Monday, June 30, 2014

Energy-generating



1097: 
          
If energy is a problem, it’s only a problem if there’s not enough of it. Maybe we have to start considering energy not as a finite resource, like having so much petrol in the tank, but more like a self-perpetuating substance. It’s the way in which it’s used that determines whether it can generate any replacement energy, this being based on the idea that the more you put out, the more of it comes back.

Shall we say, this energy, used for the greater good, is the sort that can stimulate the making of energy. As soon as we’re doing what we consider to be meaningful work we unconsciously expand our energy. Or, to be brief, this energy expands as it expends.
         
Let’s say that acts of usefulness or kindness, where there’s a fairly big energy investment on our part, show less overall energy depletion than expected. Perhaps well-intentioned activism uses the sort of energy where the more of it we use the more is replaced.

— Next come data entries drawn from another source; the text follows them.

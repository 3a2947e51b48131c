use eframe::egui::{Color32, Frame, Margin, Stroke};

pub use crate::ui::ui_text::UI_TEXT;

/// UI Colors for consistent theming
#[derive(Clone, Copy, Default)]
pub struct UiColors {
    pub label: Color32,
    pub heading: Color32,
    pub subsection_heading: Color32,
    pub central_panel: Color32,
    pub side_panel: Color32,
    pub error: Color32,
    pub success: Color32,
    pub subdued: Color32,
}

#[derive(Default, Clone, Copy)]
pub struct UiConfig {
    pub colors: UiColors,
    pub side_panel_width: f32,
}

pub static UI_CONFIG: UiConfig = UiConfig {
    colors: UiColors {
        label: Color32::LIGHT_GRAY,
        heading: Color32::WHITE,
        subsection_heading: Color32::from_rgb(120, 170, 210),
        central_panel: Color32::from_rgb(18, 18, 18),
        side_panel: Color32::from_rgb(28, 28, 28),
        error: Color32::from_rgb(230, 90, 80),
        success: Color32::from_rgb(110, 200, 120),
        subdued: Color32::GRAY,
    },
    side_panel_width: 240.0,
};

impl UiConfig {
    /// Frame for the controls panel
    pub fn side_panel_frame(&self) -> Frame {
        Frame {
            fill: self.colors.side_panel,
            stroke: Stroke::NONE,
            inner_margin: Margin::same(10),
            ..Default::default()
        }
    }

    /// Frame for Bottom Status bar (Tighter vertical padding)
    pub fn bottom_panel_frame(&self) -> Frame {
        Frame {
            fill: self.colors.side_panel,
            stroke: Stroke::NONE,
            inner_margin: Margin::symmetric(8, 4),
            ..Default::default()
        }
    }

    pub fn central_panel_frame(&self) -> Frame {
        Frame {
            fill: self.colors.central_panel,
            stroke: Stroke::NONE,
            inner_margin: Margin::same(8),
            ..Default::default()
        }
    }
}
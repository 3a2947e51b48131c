mod fetching;

pub(crate) use fetching::render_fetch_progress;
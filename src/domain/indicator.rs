use std::fmt;

use strum_macros::Display;

/// Which remote service holds the series, and the key it is filed under there.
#[derive(Debug, Clone, Copy, PartialEq, Eq)]
pub enum SourceKind {
    /// Central bank (SGS) series, keyed by numeric code
    CentralBankSeries { code: u32 },
    /// Market quote (Yahoo), keyed by ticker symbol
    MarketQuote { ticker: &'static str },
}

#[derive(Debug, Clone, Copy, PartialEq, Eq, Display)]
pub enum ProviderKind {
    #[strum(to_string = "SGS")]
    CentralBank,
    #[strum(to_string = "Yahoo")]
    Market,
}

impl SourceKind {
    pub fn provider(&self) -> ProviderKind {
        match self {
            Self::CentralBankSeries { .. } => ProviderKind::CentralBank,
            Self::MarketQuote { .. } => ProviderKind::Market,
        }
    }
}

impl fmt::Display for SourceKind {
    fn fmt(&self, f: &mut fmt::Formatter<'_>) -> fmt::Result {
        match self {
            Self::CentralBankSeries { code } => write!(f, "SGS #{}", code),
            Self::MarketQuote { ticker } => write!(f, "Yahoo {}", ticker),
        }
    }
}

/// A user-selectable series. Identity is the display name.
#[derive(Debug, Clone, Copy, PartialEq, Eq)]
pub struct Indicator {
    pub name: &'static str,
    pub source: SourceKind,
}

impl Indicator {
    pub const fn central_bank(name: &'static str, code: u32) -> Self {
        Self {
            name,
            source: SourceKind::CentralBankSeries { code },
        }
    }

    pub const fn market_quote(name: &'static str, ticker: &'static str) -> Self {
        Self {
            name,
            source: SourceKind::MarketQuote { ticker },
        }
    }
}

impl fmt::Display for Indicator {
    fn fmt(&self, f: &mut fmt::Formatter<'_>) -> fmt::Result {
        write!(f, "{} ({})", self.name, self.source)
    }
}
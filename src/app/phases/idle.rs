use eframe::egui::Context;

use crate::app::{App, phases::PhaseView, state::AppState, state::IdleState};

impl PhaseView for IdleState {
    fn tick(&mut self, app: &mut App, ctx: &Context) -> AppState {
        app.tick_idle_state(ctx)
    }
}
#[macro_export]
macro_rules! trace_time {
    // $threshold_micros: Enter 500 for 0.5ms, 1000 for 1ms, etc.
    ($name:expr, $threshold_micros:expr, $block:block) => {{
        if $crate::config::DF.log_performance {
            let start = std::time::Instant::now();
            let result = $block;
            let micros = start.elapsed().as_micros();
            if micros > $threshold_micros {
                let mode = if cfg!(debug_assertions) {
                    "DEBUG"
                } else {
                    "RELEASE"
                };
                log::warn!(
                    "SLOW [{}]: '{}' took {:.3}ms (Threshold: {:.3}ms)",
                    mode,
                    $name,
                    micros as f64 / 1000.0,
                    $threshold_micros as f64 / 1000.0
                );
            }
            result
        } else {
            $block
        }
    }};
}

In our line of work this would need to be so, because we can’t forget the conditions animal activists have to work under. There’s an in-built drain on our motivational energy simply because of the sheer weight of opposition we face, by the denigration of our values, being ignored and probably even being thought stupid for having these values in the first place.
         
But ultimately these are only the small drawbacks of the ‘job’. As activists, we’re operating on several fronts at the same time, holding ourselves together whilst carrying on doing what we are doing without being put-off.

One important part of our ‘job’, as activists, is to learn how to handle the minority-ness of our work. And part of that is learning how to handle people with the mentality of doing what they want to, without any hindrance. Should we hinder? Should we observe? It’s still open to question which approach to take.

On the plus side, for us, there’s a surprise-energy, which pops up from time to time. I think it comes from self regard, nothing more - who better to be motivating us but our very selves, when we’re tingling with something we’ve done that we’re proud of. We say to ourselves, “Okay, good-one”. The reason this energy seems to appears from nowhere is down to us letting go of self interest.  Could it be that when energy is released for the ‘greater-good’ that we set off a chain reaction?  For instance, as soon as we begin to take an interest in a forest, an animal, a human or any important issue, the energy we need will appear from nowhere? The opposite can happen too, where self-interest drains energy, as we see when there’s an insatiable thirst for more, and the harder one tries to pick up energy the more it drains away and slows things up. 


If energy works like this, (for example, harmful energy sources like meat eventually depleting our energy, whereas harmless, life-giving sources of energy, like plants, building energy) it puts a new spin on things - that however hard pressed we feel there’s always enough energy left over for meaningful activities.